### Brief
Quote the line containing "self.step_count += 1;" and all lines that follow it in the listing below, exactly as written.

⟨

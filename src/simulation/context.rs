//! Simulation clock and focus shared with behaviors during a run

use crate::gfx::scene::NodeId;

/// Per-run simulation state handed to every behavior by reference.
///
/// Created when the scene is assembled and zeroed only by an explicit reset.
#[derive(Debug, Clone)]
pub struct SimulationContext {
    elapsed: f64,
    step_count: u64,
    focus: Option<NodeId>,
    initial_focus: Option<NodeId>,
}

impl SimulationContext {
    pub fn new() -> Self {
        Self {
            elapsed: 0.0,
            step_count: 0,
            focus: None,
            initial_focus: None,
        }
    }

    /// Context whose focus returns to `focus` on every reset
    pub fn with_focus(focus: NodeId) -> Self {
        Self {
            focus: Some(focus),
            initial_focus: Some(focus),
            ..Self::new()
        }
    }

    /// Simulated seconds since assembly or the last reset
    pub fn time(&self) -> f32 {
        self.elapsed as f32
    }

    pub fn step_count(&self) -> u64 {
        self.step_count
    }

    /// Record a completed simulation step
    pub fn advance(&mut self, delta_time: f32) {
        self.step_count += 1;
        self.elapsed += f64::from(delta_time);
    }

    /// Node the tracking light follows
    pub fn focus(&self) -> Option<NodeId> {
        self.focus
    }

    pub fn set_focus(&mut self, focus: NodeId) {
        if self.focus != Some(focus) {
            log::info!("Focus moved to node {}", focus.index());
        }
        self.focus = Some(focus);
    }

    /// Get average step length over the run
    pub fn average_step(&self) -> f32 {
        if self.step_count > 0 {
            (self.elapsed / self.step_count as f64) as f32
        } else {
            0.0
        }
    }

    pub fn reset(&mut self) {
        self.elapsed = 0.0;
        self.step_count = 0;
        self.focus = self.initial_focus;
    }
}

impl Default for SimulationContext {
    fn default() -> Self {
        Self::new()
    }
}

⟩

### Reply to the exercise
        self.step_count += 1;
        self.elapsed += f64::from(delta_time);
    }

    /// Node the tracking light follows
    pub fn focus(&self) -> Option<NodeId> {
        self.focus
    }

    pub fn set_focus(&mut self, focus: NodeId) {
        if self.focus != Some(focus) {
            log::info!("Focus moved to node {}", focus.index());
        }
        self.focus = Some(focus);
    }

    /// Get average step length over the run
    pub fn average_step(&self) -> f32 {
        if self.step_count > 0 {
            (self.elapsed / self.step_count as f64) as f32
        } else {
            0.0
        }
    }

    pub fn reset(&mut self) {
        self.elapsed = 0.0;
        self.step_count = 0;
        self.focus = self.initial_focus;
    }
}

impl Default for SimulationContext {
    fn default() -> Self {
        Self::new()
    }
}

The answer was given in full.